As autoridades judiciais da Suécia pediram autorização ao fundador da Wikileaks, Julian Assange, para o questionar em Londres, onde está exilado, sobre as acusações de agressão sexual e violação de que está acusado desde 2010.

 

Segundo a agência Reuters, o procurador quer, também, recolher uma amostra de ADN.

 

Assange está “escondido” na embaixada do Equador em Londres desde 2012, para evitar uma extradição para a Suécia.
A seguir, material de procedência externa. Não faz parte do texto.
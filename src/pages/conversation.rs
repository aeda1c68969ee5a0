use super::{loader, refresh_user_info, AppContext, Page};
use crate::error::{ClientError, Result};
use crate::media::recorder::Recorder;
use crate::router::Route;
use crate::store::{ConversationState, Message, Speaker};
use crate::theme::Theme;
use eframe::egui::{self, ColorImage, RichText, ScrollArea, TextureHandle, TextureOptions};
use tokio_util::sync::CancellationToken;

pub const IDLE_STATUS: &str = "Press the microphone to start";
pub const RECORDING_STATUS: &str = "Recording... Speak now";
pub const MIC_DENIED: &str = "Error: Microphone access denied";
pub const NO_AUDIO_CAPTURED: &str = "Error: No audio captured";
pub const USER_DATA_FAILED: &str = "Error loading user data";

/// Decodes any supported image payload into an egui texture source.
pub fn decode_image(bytes: &[u8]) -> Result<ColorImage> {
    let decoded = image::load_from_memory(bytes)
        .map_err(|err| ClientError::NotAnImage(err.to_string()))?
        .to_rgba8();
    let size = [decoded.width() as usize, decoded.height() as usize];
    Ok(ColorImage::from_rgba_unmultiplied(size, decoded.as_raw()))
}

pub fn speaker_label(speaker: Speaker) -> &'static str {
    match speaker {
        Speaker::User => "You:",
        Speaker::Assistant => "May:",
    }
}

/// "<status> | token: <balance>", the balance blank until known.
pub fn status_line(status: &str, token: Option<i64>) -> String {
    let token = token.map(|balance| balance.to_string()).unwrap_or_default();
    format!("{status} | token: {token}")
}

/// Texture for the reference currently in the image slot. `texture` is None
/// while bytes are not available or could not be decoded.
struct DisplayedImage {
    reference: String,
    texture: Option<TextureHandle>,
    undecodable: bool,
}

/// A capture in progress and the identity that started it.
struct Recording {
    recorder: Recorder,
    sub: String,
}

pub struct ConversationPage {
    status: String,
    text_input: String,
    nsfw: bool,
    confirm_clear: bool,
    recording: Option<Recording>,
    image: Option<DisplayedImage>,
}

impl Default for ConversationPage {
    fn default() -> Self {
        Self {
            status: IDLE_STATUS.to_string(),
            text_input: String::new(),
            nsfw: false,
            confirm_clear: false,
            recording: None,
            image: None,
        }
    }
}

impl ConversationPage {
    fn processing(&self) -> bool {
        self.status.contains("Processing")
    }

    fn send_text(&mut self, ctx: &AppContext) {
        if !ctx.session.is_signed_in() {
            ctx.events.navigate(Route::Login);
            return;
        }
        let accepted = ctx
            .controller
            .submit_text(&ctx.runtime, ctx.subject(), self.text_input.clone());
        if accepted {
            self.text_input.clear();
        }
    }

    fn toggle_recording(&mut self, ctx: &AppContext) {
        if !ctx.session.is_signed_in() {
            ctx.events.navigate(Route::Login);
            return;
        }
        match self.recording.take() {
            None => self.start_recording(ctx),
            Some(Recording { recorder, sub }) => {
                let capture = recorder.stop();
                if sub != ctx.subject() {
                    tracing::warn!("discarding capture started under another identity");
                    self.status = IDLE_STATUS.to_string();
                    return;
                }
                if capture.is_empty() {
                    self.status = NO_AUDIO_CAPTURED.to_string();
                    return;
                }
                let controller = ctx.controller.clone();
                let wav = capture.to_wav();
                ctx.spawn(async move { controller.submit_audio(&sub, wav).await });
            }
        }
    }

    fn start_recording(&mut self, ctx: &AppContext) {
        if !ctx.controller.ensure_can_submit() {
            return;
        }
        match Recorder::start() {
            Ok(recorder) => {
                self.recording = Some(Recording {
                    recorder,
                    sub: ctx.subject(),
                });
                self.status = RECORDING_STATUS.to_string();
            }
            Err(err) => {
                tracing::error!("error accessing microphone: {err}");
                self.status = MIC_DENIED.to_string();
            }
        }
    }

    fn clear(&mut self, ctx: &AppContext) {
        self.confirm_clear = false;
        if !ctx.session.is_signed_in() {
            ctx.events.navigate(Route::Login);
            return;
        }
        ctx.player.stop();
        let (controller, sub) = (ctx.controller.clone(), ctx.subject());
        ctx.spawn(async move { controller.clear_history(&sub).await });
    }

    fn toggle_nsfw(&mut self, ctx: &AppContext) {
        if !ctx.session.is_signed_in() {
            ctx.events.navigate(Route::Login);
            return;
        }
        tracing::debug!(nsfw = self.nsfw, "content mode toggled");
        let (controller, sub, nsfw) = (ctx.controller.clone(), ctx.subject(), self.nsfw);
        ctx.spawn(async move { controller.set_nsfw(&sub, nsfw).await });
    }

    fn play(&mut self, ctx: &AppContext, message: &Message) {
        let Some(audio) = &message.audio else {
            return;
        };
        match ctx.blobs.get(audio.as_str()) {
            Some(blob) => {
                tracing::debug!(mime = ?blob.mime, id = %message.id, "playing message audio");
                ctx.player.play(blob.bytes);
            }
            None => self.status = "Error: Audio no longer available".to_string(),
        }
    }

    fn sync_texture(&mut self, egui_ctx: &egui::Context, ctx: &AppContext, reference: &str) {
        let current = self.image.as_ref();
        if current.is_some_and(|shown| {
            shown.reference == reference && (shown.texture.is_some() || shown.undecodable)
        }) {
            return;
        }
        let Some(bytes) = ctx.controller.image_bytes(reference) else {
            self.image = Some(DisplayedImage {
                reference: reference.to_string(),
                texture: None,
                undecodable: false,
            });
            return;
        };
        let texture = match decode_image(&bytes) {
            Ok(decoded) => {
                Some(egui_ctx.load_texture("assistant-image", decoded, TextureOptions::LINEAR))
            }
            Err(err) => {
                tracing::warn!("cannot display image: {err}");
                None
            }
        };
        self.image = Some(DisplayedImage {
            reference: reference.to_string(),
            undecodable: texture.is_none(),
            texture,
        });
    }

    fn show_image(
        &mut self,
        ui: &mut egui::Ui,
        ctx: &AppContext,
        theme: &Theme,
        state: &ConversationState,
    ) {
        let side = theme.image_max_side;
        match state.current_image.as_deref() {
            Some(reference) => {
                self.sync_texture(ui.ctx(), ctx, reference);
                match self.image.as_ref().and_then(|shown| shown.texture.as_ref()) {
                    Some(texture) => {
                        ui.add(egui::Image::new(texture).max_size(egui::vec2(side, side)));
                    }
                    None if state.image_loading => loader(ui),
                    None => {
                        ui.label(RichText::new("Image expired").color(theme.text_muted));
                    }
                }
            }
            None => {
                self.image = None;
                ui.allocate_ui(egui::vec2(side, side * 0.6), |ui| {
                    ui.centered_and_justified(|ui| {
                        ui.label(RichText::new("No image yet").color(theme.text_muted));
                    });
                });
            }
        }
    }

    fn show_controls(&mut self, ui: &mut egui::Ui, ctx: &AppContext, theme: &Theme) {
        ui.horizontal(|ui| {
            if ui.button("Clear").clicked() {
                self.confirm_clear = true;
            }

            let recording = self.recording.is_some();
            let mic_label = if recording { "Stop" } else { "Record" };
            let mic = egui::Button::new(RichText::new(mic_label).color(theme.text_primary))
                .fill(theme.mic_button_fill(recording));
            let allowed = recording || !self.processing();
            if ui.add_enabled(allowed, mic).clicked() {
                self.toggle_recording(ctx);
            }

            ui.label("SFW");
            if ui.checkbox(&mut self.nsfw, "NSFW").changed() {
                self.toggle_nsfw(ctx);
            }
        });
    }

    fn show_messages(
        &mut self,
        ui: &mut egui::Ui,
        ctx: &AppContext,
        theme: &Theme,
        state: &ConversationState,
    ) {
        let mut to_play: Option<&Message> = None;
        ScrollArea::vertical()
            .id_salt("conversation")
            .max_height((ui.available_height() - 120.0).max(160.0))
            .stick_to_bottom(true)
            .auto_shrink([false, false])
            .show(ui, |ui| {
                for message in &state.messages {
                    ui.push_id(&message.id, |ui| {
                        theme.bubble_frame(message.speaker).show(ui, |ui| {
                            ui.set_width(ui.available_width());
                            ui.horizontal_wrapped(|ui| {
                                ui.strong(speaker_label(message.speaker));
                                ui.label(&message.text);
                            });
                            if message.audio.is_some() && ui.small_button("Play").clicked() {
                                to_play = Some(message);
                            }
                        });
                    });
                }
                if self.processing() {
                    ui.horizontal(|ui| {
                        ui.spinner();
                        ui.label(RichText::new("...").color(theme.text_muted));
                    });
                }
            });
        if let Some(message) = to_play {
            self.play(ctx, message);
        }
    }

    fn show_composer(&mut self, ui: &mut egui::Ui, ctx: &AppContext) {
        let mut send = false;
        ui.horizontal(|ui| {
            let input = ui.add(
                egui::TextEdit::multiline(&mut self.text_input)
                    .hint_text("Type your message here...")
                    .desired_rows(2)
                    .desired_width(ui.available_width() - 80.0),
            );
            let enter = input.has_focus()
                && ui.input(|i| i.key_pressed(egui::Key::Enter) && !i.modifiers.shift);
            send |= enter;
            send |= ui.button("Send").clicked();
        });
        if send {
            let trimmed = self.text_input.trim_end_matches('\n').to_string();
            self.text_input = trimmed;
            self.send_text(ctx);
        }
    }

    fn show_confirm_clear(&mut self, egui_ctx: &egui::Context, ctx: &AppContext) {
        if !self.confirm_clear {
            return;
        }
        let mut confirmed = false;
        let mut cancelled = false;
        egui::Window::new("Clear conversation")
            .collapsible(false)
            .resizable(false)
            .anchor(egui::Align2::CENTER_CENTER, egui::Vec2::ZERO)
            .show(egui_ctx, |ui| {
                ui.label("Are you sure you want to clear?");
                ui.horizontal(|ui| {
                    confirmed = ui.button("OK").clicked();
                    cancelled = ui.button("Cancel").clicked();
                });
            });
        if confirmed {
            self.clear(ctx);
        } else if cancelled {
            self.confirm_clear = false;
        }
    }
}

impl Page for ConversationPage {
    fn mount(&mut self, ctx: &AppContext, token: CancellationToken) {
        self.status = IDLE_STATUS.to_string();
        self.confirm_clear = false;
        let (controller, sub) = (ctx.controller.clone(), ctx.subject());
        let history_token = token.clone();
        ctx.spawn(async move { controller.mount(&sub, &history_token).await });

        let (task_ctx, sub) = (ctx.clone(), ctx.subject());
        ctx.spawn(async move {
            refresh_user_info(&task_ctx, &sub, &token, Route::Conversation, USER_DATA_FAILED)
                .await;
        });
    }

    fn show(&mut self, ui: &mut egui::Ui, ctx: &AppContext, theme: &Theme) {
        let state = ctx.conversation.snapshot();
        let token = ctx.users.user_info().and_then(|info| info.token);
        let name = ctx.session.current().map(|identity| identity.name);

        ui.horizontal(|ui| {
            let title = match &name {
                Some(name) => format!("Voice Assistant - Welcome, {name}"),
                None => "Voice Assistant".to_string(),
            };
            ui.heading(title);
            if name.is_some() {
                super::logout_button(ui, ctx);
            }
        });
        ui.separator();

        ui.columns(2, |columns| {
            let left = &mut columns[0];
            left.vertical_centered(|ui| {
                self.show_image(ui, ctx, theme, &state);
                self.show_controls(ui, ctx, theme);
                ui.label(
                    RichText::new(status_line(&self.status, token))
                        .color(theme.status_color(&self.status)),
                );
                if state.image_loading {
                    loader(ui);
                }
            });

            let right = &mut columns[1];
            self.show_messages(right, ctx, theme, &state);
            right.separator();
            self.show_composer(right, ctx);
        });

        self.show_confirm_clear(ui.ctx(), ctx);
    }

    fn unmount(&mut self) {
        self.confirm_clear = false;
        if let Some(recording) = self.recording.take() {
            let capture = recording.recorder.stop();
            tracing::info!(seconds = capture.seconds(), "recording dropped on leaving the page");
        }
    }

    fn set_status(&mut self, message: String) {
        self.status = message;
    }
}

#[cfg(test)]
impl ConversationPage {
    /// A page mid-capture for `sub`, holding `samples` without a device.
    pub(crate) fn recording_for(sub: &str, samples: Vec<f32>) -> Self {
        Self {
            recording: Some(Recording {
                recorder: Recorder::detached(samples, 16_000),
                sub: sub.to_string(),
            }),
            ..Self::default()
        }
    }

    pub(crate) fn is_recording(&self) -> bool {
        self.recording.is_some()
    }
}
O fundador da Wikileaks sempre negou as acusações de que é alvo, e teme que sair da embaixada signifique ser eventualmente extraditado para os EUA, onde está acusado de ter causado uma das maiores divulgações de documentos confidenciais de sempre.

 

O advogado de Julian Assange já aplaudiu a iniciativa, apesar de afirmar que o processo pode levar algum tempo, já que terá de ter a aprovação do Reino Unido e do Equador.

 

«Nós acolhemos [a iniciativa] e vemos isto como uma vitória para o Jullian Assange que vê acontecer o que sempre pediu. (…) [Mas pode] levar tempo, apesar de estarmos com pressa», disse Per Samuelson, à Reuters.

 

O advogado teme, igualmente, que se levado para a Suécia, Assange seja extraditado para os EUA.

 

De acordo com a BBC, a mudança de estratégia por parte das autoridades suecas estará ligada à prescrição das acusações em agosto deste ano.

 

«A minha opinião sempre foi que uma entrevista na embaixada baixaria a qualidade do inquérito, e que [Assange] terá que [ir] à Suécia de qualquer das formas se chegarmos a um julgamento. [Mas] agora que o tempo [se esgota] vi-me obrigada a aceitar as deficiências da investigação e aceitar o risco que a entrevista não ajude o caso», afirmou a procuradora Marianne Ny.